Daigo-ji (醍醐寺) is a Buddhist temple located in Fushimi-ku, Kyoto, Japan. It is the head temple of the Shingon-shū Daigo-ha sect of Japanese Buddhism and its honzon is a hibutsu statue of Yakushi Nyorai. The temple's full name is Kasatori-yama Daigo-ji (笠取山 醍醐寺). The temple is the 11th stop on the Saigoku Kannon Pilgrimage route. Daigo, literally "ghee", is used figuratively to mean "crème de la crème" and is a metaphor of the most profound part of Buddhist thoughts. The temple has a vast grounds of over 6.6 million square meters on Mount Daigo (Kasatoriyama), which spreads southeast of Kyoto City, and houses approximately 150,000 temple treasures, including numerous National Treasures and important cultural properties. It is also known as the site where Toyotomi Hideyoshi held his "Daigo Cherry Blossom Viewing" event. Daigo-ji is one of the 17 component parts of the UNESCO World Heritage Site "Historic Monuments of Ancient Kyoto (Kyoto, Uji and Otsu Cities)". The serial property was inscribed in 1994 under criteria (ii) and (iv) for its testimony to the development of Japanese wooden architecture and garden design; the overall site covers 1,056 ha with a 3,579 ha buffer zone.

==History==
In 874, during the early Heian period, a temple was founded in what is now the Kami-Daigo location by Shōbō, a disciple of Kūkai, who enshrining the Juntei Kannon and Nyōirin Kannon statues he had carved himself. In 907, at the request of Emperor Daigo, a Yakushi-dō was built to enshrine enshrined a Yakushi Triad followed by a Godai-dō to enshrine the Five Great Wisdom Kings. In 926, the Shaka-dō (Kondō) was built at Shimo-Daigo. At the same time, plans were made to convert the entire Mount Kasatoriyama into a temple. After having fallen ill and abdicated in 930, Emperor Daigo entered Buddhist priesthood at this temple and took the Buddhist name Hō-kongō; and shortly thereafter, died at the age of 46. He was buried in the temple, which is why his posthumous name was Daigo. After Emperor Daigo's death, the expansion project was continued by Emperor Suzaku and Emperor Murakami, and the Hokke Sammai Hall was constructed, among others. In 951, under the direction of Emperor Murakami and Fujiwara no Onshi, a five-story pagoda was erected. The temple acquired shōen manors in Ise, Owari, and Kawachi Provinces for its upkeep. However, this progress did not last long, and with the death of Fujiwara no Onshi, Daigo-ji's progress came to a halt.
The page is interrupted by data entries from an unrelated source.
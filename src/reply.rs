//! Reply construction and serialization
//!
//! A [`Reply`] is built exactly once per processed command and never
//! mutated; two serializers turn it into the over-the-air text frame or
//! a JSON document for the pub/sub side. Parameter extraction from the
//! executor's free-text result is an explicitly best-effort heuristic —
//! it feeds the human-readable message and the parameter-update
//! notification, never authoritative state, and degrades to a generic
//! acknowledgment when nothing recognizable is found.

use crate::guard::unix_now;
use serde::Serialize;
use std::sync::OnceLock;

/// Reply status reported to the remote operator
#[derive(Debug, Clone, Copy, PartialEq, Eq, Serialize)]
#[serde(rename_all = "lowercase")]
pub enum ReplyStatus {
    /// Command executed and took effect
    Success,
    /// Command was refused by gateway policy (authorization, replay,
    /// signature, or argument validation)
    Failure,
    /// Command passed every check but execution against the controller
    /// failed
    Error,
}

/// A structured reply to one processed command
#[derive(Debug, Clone, Serialize)]
pub struct Reply {
    /// Callsign the reply is addressed to
    pub destination: String,
    /// Repeater callsign the reply is sent from
    pub source: String,
    /// Human-readable result line
    pub message: String,
    /// Unix timestamp the reply was built
    pub timestamp: f64,
    /// The command this reply answers
    pub command: String,
    /// Outcome classification
    pub status: ReplyStatus,
    /// Failure detail, present only for non-success replies
    #[serde(skip_serializing_if = "Option::is_none")]
    pub error: Option<String>,
}

impl Reply {
    /// Build a success reply
    pub fn success(
        destination: impl Into<String>,
        source: impl Into<String>,
        command: impl Into<String>,
        message: impl Into<String>,
    ) -> Self {
        Self {
            destination: destination.into(),
            source: source.into(),
            message: message.into(),
            timestamp: unix_now(),
            command: command.into(),
            status: ReplyStatus::Success,
            error: None,
        }
    }

    /// Build a failure reply carrying an error detail
    pub fn failure(
        destination: impl Into<String>,
        source: impl Into<String>,
        command: impl Into<String>,
        error: impl Into<String>,
    ) -> Self {
        let error = error.into();
        Self {
            destination: destination.into(),
            source: source.into(),
            message: format!("Command failed: {}", error),
            timestamp: unix_now(),
            command: command.into(),
            status: ReplyStatus::Failure,
            error: Some(error),
        }
    }

    /// Build an error reply for a command that was accepted but whose
    /// execution failed
    pub fn error(
        destination: impl Into<String>,
        source: impl Into<String>,
        command: impl Into<String>,
        error: impl Into<String>,
    ) -> Self {
        let error = error.into();
        Self {
            destination: destination.into(),
            source: source.into(),
            message: format!("Command failed: {}", error),
            timestamp: unix_now(),
            command: command.into(),
            status: ReplyStatus::Error,
            error: Some(error),
        }
    }

    /// Serialize as the over-the-air text frame:
    /// `"<timestamp with 3 decimals>:<source callsign>:<message>"`
    pub fn to_text_frame(&self) -> Vec<u8> {
        format!("{:.3}:{}:{}", self.timestamp, self.source, self.message).into_bytes()
    }

    /// Serialize as JSON bytes
    pub fn to_json(&self) -> Vec<u8> {
        // A Reply contains only strings and numbers; serialization of
        // such a value cannot fail
        serde_json::to_vec(self).unwrap_or_default()
    }
}

/// Extracted `(parameter, value)` pair for notifications and messages
pub type ParameterValue = (String, String);

fn number_pattern() -> &'static regex::Regex {
    static PATTERN: OnceLock<regex::Regex> = OnceLock::new();
    PATTERN.get_or_init(|| {
        regex::Regex::new(r"-?\d+(?:\.\d+)?").expect("static regex must compile")
    })
}

/// Best-effort extraction of a parameter/value pair from an executor
/// result string
///
/// Keyed on a topic word (`squelch`, `power`, `timeout`, `restart`) found
/// in the command or the result text, followed by the first number in the
/// result (falling back to the command). Degrades to a generic
/// `("value", <n>)` or `("setting", "updated")` pair; callers must not
/// treat the output as authoritative controller state.
pub fn extract_parameter(command: &str, result: &str) -> ParameterValue {
    let haystack = format!("{} {}", command, result).to_lowercase();
    let number = number_pattern()
        .find(result)
        .or_else(|| number_pattern().find(command))
        .map(|m| m.as_str().to_string());

    if haystack.contains("squelch") {
        return match number {
            Some(n) => ("squelch".to_string(), format!("{} dB", n)),
            None => ("squelch".to_string(), "updated".to_string()),
        };
    }

    if haystack.contains("power") {
        return match number {
            Some(n) => ("power".to_string(), format!("{}%", n)),
            None => ("power".to_string(), "updated".to_string()),
        };
    }

    if haystack.contains("timeout") {
        return match number {
            Some(n) => ("timeout".to_string(), format!("{} s", n)),
            None => ("timeout".to_string(), "updated".to_string()),
        };
    }

    if haystack.contains("restart") {
        return ("restart".to_string(), "completed".to_string());
    }

    match number {
        Some(n) => ("value".to_string(), n),
        None => ("setting".to_string(), "updated".to_string()),
    }
}

#[cfg(test)]
mod tests {
    use super::*;

    #[test]
    fn test_text_frame_format() {
        let mut reply = Reply::success("LA1ABC", "LD5RPT", "SET_SQUELCH -24", "squelch = -24 dB");
        reply.timestamp = 1700000000.5;

        let frame = String::from_utf8(reply.to_text_frame()).unwrap();
        assert_eq!(frame, "1700000000.500:LD5RPT:squelch = -24 dB");
    }

    #[test]
    fn test_json_success_omits_error() {
        let reply = Reply::success("LA1ABC", "LD5RPT", "RESTART", "restart completed");
        let value: serde_json::Value = serde_json::from_slice(&reply.to_json()).unwrap();

        assert_eq!(value["destination"], "LA1ABC");
        assert_eq!(value["source"], "LD5RPT");
        assert_eq!(value["status"], "success");
        assert_eq!(value["command"], "RESTART");
        assert!(value.get("error").is_none());
        assert!(value["timestamp"].is_f64());
    }

    #[test]
    fn test_json_failure_carries_error() {
        let reply = Reply::failure("LA1ABC", "LD5RPT", "RESTART", "Signature verification failed");
        let value: serde_json::Value = serde_json::from_slice(&reply.to_json()).unwrap();

        assert_eq!(value["status"], "failure");
        assert_eq!(value["error"], "Signature verification failed");
        assert!(value["message"]
            .as_str()
            .unwrap()
            .contains("Signature verification failed"));
    }

    #[test]
    fn test_json_error_status_for_execution_failure() {
        let reply = Reply::error(
            "LA1ABC",
            "LD5RPT",
            "SET_POWER 50",
            "Control connection to localhost:5210 failed: connect refused",
        );
        let value: serde_json::Value = serde_json::from_slice(&reply.to_json()).unwrap();

        assert_eq!(value["status"], "error");
        assert!(value["error"]
            .as_str()
            .unwrap()
            .contains("Control connection"));
    }

    #[test]
    fn test_extract_squelch() {
        let (param, value) =
            extract_parameter("SET_SQUELCH -24", "Squelch threshold set to -24 dB");
        assert_eq!(param, "squelch");
        assert_eq!(value, "-24 dB");
    }

    #[test]
    fn test_extract_power_and_timeout() {
        assert_eq!(
            extract_parameter("SET_POWER 50", "power now 50"),
            ("power".to_string(), "50%".to_string())
        );
        assert_eq!(
            extract_parameter("SET_TIMEOUT 120", "TIMEOUT=120 written"),
            ("timeout".to_string(), "120 s".to_string())
        );
    }

    #[test]
    fn test_extract_restart() {
        assert_eq!(
            extract_parameter("RESTART", "svxlink restarted via supervisor"),
            ("restart".to_string(), "completed".to_string())
        );
    }

    #[test]
    fn test_extract_generic_number() {
        assert_eq!(
            extract_parameter("CONNECT 9999", "node 9999 linked"),
            ("value".to_string(), "9999".to_string())
        );
    }

    #[test]
    fn test_extract_generic_fallback() {
        assert_eq!(
            extract_parameter("REREAD_CONFIG", "ok"),
            ("setting".to_string(), "updated".to_string())
        );
    }

    #[test]
    fn test_number_from_command_when_result_is_bare() {
        let (param, value) = extract_parameter("SET_SQUELCH -24", "OK");
        assert_eq!(param, "squelch");
        assert_eq!(value, "-24 dB");
    }
}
Daigo-ji was also a bodaiji for the Minamoto clan, and with the decline in political influence of the clan around the time of Fujiwara no Onshi's death, Daigo-ji also suffered accordingly. However, the temple soon found new patronage with the Imperial family, and became a monzeki temple with the position of abbot held a member of the imperial family. When Fujiwara no Kenshi, the Empress of Emperor Shirakawa, died in 1084, Emperor Shirakawa built Enkō-in temple on the mountain. He interred her remains there and dedicated a gilt bronze Mandala of the Two Realms to the temple. Although nominally a chapel, Enkō-in had vast temple and shrine lands, and thus continued to influence the economy of Daigo-ji Temple for centuries.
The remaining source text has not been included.